FLOPS and FLOPS + clock both fail to capture this kind of specificity because they aren’t granular enough. But depending on the workload you care about, a 1.16x improvement at the same clock speed for Radeon VII would be a huge gain.

Why It’s Hard to Judge the PlayStation 5 vs. the Xbox Series X

Xbox-PS5-Chart

On paper, the Xbox Series X GPU should be significantly more powerful than the PlayStation 5; Microsoft is fielding 52 CUs with 3,328 cores and a 1.825GHz core clock, while Sony is using 2,304 GPU cores at “up to” 2.25GHz core clock. According to Mark Cerny, the PlayStation 5’s smaller GPU is more efficient than the wider, slower, core on the Xbox Series X, but this is an unusual claim we haven’t seen supported in testing in the past. We discussed the nature of this argument in more detail with Oxide Games lead Graphics Architect, Dan Baker, in a recent article, so I won’t go back over the discussion here.

If I was going to pick a single reason why the Xbox Series X might have less of a performance advantage against the PS5 in real-life than it does on paper, it would be the impact of Microsoft’s split memory bandwidth and slower SSD cache. Microsoft seems to favor odd approaches to memory — the company went with a 32MB cache and slower DDR3 RAM with the original Xbox One before moving to a unified GDDR5 memory model with the Xbox One X.

But if there’s room for the PlayStation 5 to be closer on the Xbox’s heels than anticipated, there’s also room for the opposite — the Xbox Series X could open a wider margin against the PlayStation 5 than one might expect. If this were to happen, it would be because of subtle optimizations and improvements Microsoft implemented in its design that Sony didn’t copy. Even when both companies use the same GPU architecture there can be differences in design; the original PlayStation 4 had more asynchronous compute units (ACEs) than the Xbox One (8 versus 2).

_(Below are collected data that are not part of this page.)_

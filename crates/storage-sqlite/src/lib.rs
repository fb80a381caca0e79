//! SQLite storage implementation for PropVest.
//!
//! Implements the repository traits of `propvest-core` with Diesel on SQLite:
//! - Connection pooling and pragmas
//! - Embedded Diesel migrations
//! - A single-writer actor that runs every write in an immediate transaction
//! - Repository implementations and their Diesel row types
//!
//! This is the only crate that depends on Diesel; `core` stays
//! database-agnostic.

pub mod db;
pub mod errors;
pub mod schema;
pub mod utils;

// Repository implementations
pub mod directory;
pub mod favorites;
pub mod investments;
pub mod properties;
pub mod users;

pub use db::{
    create_pool, get_connection, init, open, run_migrations, spawn_writer, DbConnection, DbPool,
    WriteHandle,
};

pub use errors::{IntoCore, StorageError};

pub use propvest_core::errors::{DatabaseError, Error, Result};
use async_trait::async_trait;
use log::{debug, warn};
use std::sync::Arc;

use super::favorites_model::FavoriteToggle;
use super::favorites_traits::{FavoriteRepositoryTrait, FavoriteServiceTrait};
use crate::errors::{Error, Result};
use crate::properties::{Property, PropertyRepositoryTrait};

pub struct FavoriteService {
    repository: Arc<dyn FavoriteRepositoryTrait>,
    property_repository: Arc<dyn PropertyRepositoryTrait>,
}

impl FavoriteService {
    pub fn new(
        repository: Arc<dyn FavoriteRepositoryTrait>,
        property_repository: Arc<dyn PropertyRepositoryTrait>,
    ) -> Self {
        Self {
            repository,
            property_repository,
        }
    }

    fn ensure_property(&self, property_id: &str) -> Result<()> {
        self.property_repository
            .get_by_id(property_id)
            .map(|_| ())
            .map_err(|e| {
                if e.is_not_found() {
                    Error::NotFound(format!("Property {}", property_id))
                } else {
                    e
                }
            })
    }
}

#[async_trait]
impl FavoriteServiceTrait for FavoriteService {
    async fn toggle_favorite(&self, user_id: &str, property_id: &str) -> Result<FavoriteToggle> {
        self.ensure_property(property_id)?;
        let is_favorite = self.repository.toggle(user_id, property_id).await?;
        debug!(
            "User {} toggled favorite {} -> {}",
            user_id, property_id, is_favorite
        );
        Ok(FavoriteToggle {
            property_id: property_id.to_string(),
            is_favorite,
        })
    }

    async fn add_favorite(&self, user_id: &str, property_id: &str) -> Result<FavoriteToggle> {
        self.ensure_property(property_id)?;
        self.repository.add(user_id, property_id).await?;
        Ok(FavoriteToggle {
            property_id: property_id.to_string(),
            is_favorite: true,
        })
    }

    async fn remove_favorite(&self, user_id: &str, property_id: &str) -> Result<FavoriteToggle> {
        self.repository.remove(user_id, property_id).await?;
        Ok(FavoriteToggle {
            property_id: property_id.to_string(),
            is_favorite: false,
        })
    }

    fn list_favorite_ids(&self, user_id: &str) -> Result<Vec<String>> {
        Ok(self
            .repository
            .list_for_user(user_id)?
            .into_iter()
            .map(|f| f.property_id)
            .collect())
    }

    fn list_favorite_properties(&self, user_id: &str) -> Result<Vec<Property>> {
        let mut properties = Vec::new();
        for favorite in self.repository.list_for_user(user_id)? {
            match self.property_repository.get_by_id(&favorite.property_id) {
                Ok(property) => properties.push(property),
                Err(e) if e.is_not_found() => {
                    warn!(
                        "Favorite {} of user {} points at a missing property",
                        favorite.property_id, user_id
                    );
                }
                Err(e) => return Err(e),
            }
        }
        Ok(properties)
    }

    fn count_favorites(&self, user_id: &str) -> Result<usize> {
        self.repository.count_for_user(user_id)
    }
}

Right now, it looks as if the Xbox Series X brings more graphics firepower to the table than the PlayStation 5. There are a number of additional factors that could still influence how the two consoles compare with each other, including aspects that have nothing to do with hardware, like whether Microsoft or Sony offers better dev tools and support. But as to the value of FLOPS as a metric for comparing console performance? Even in the best case, it isn’t great.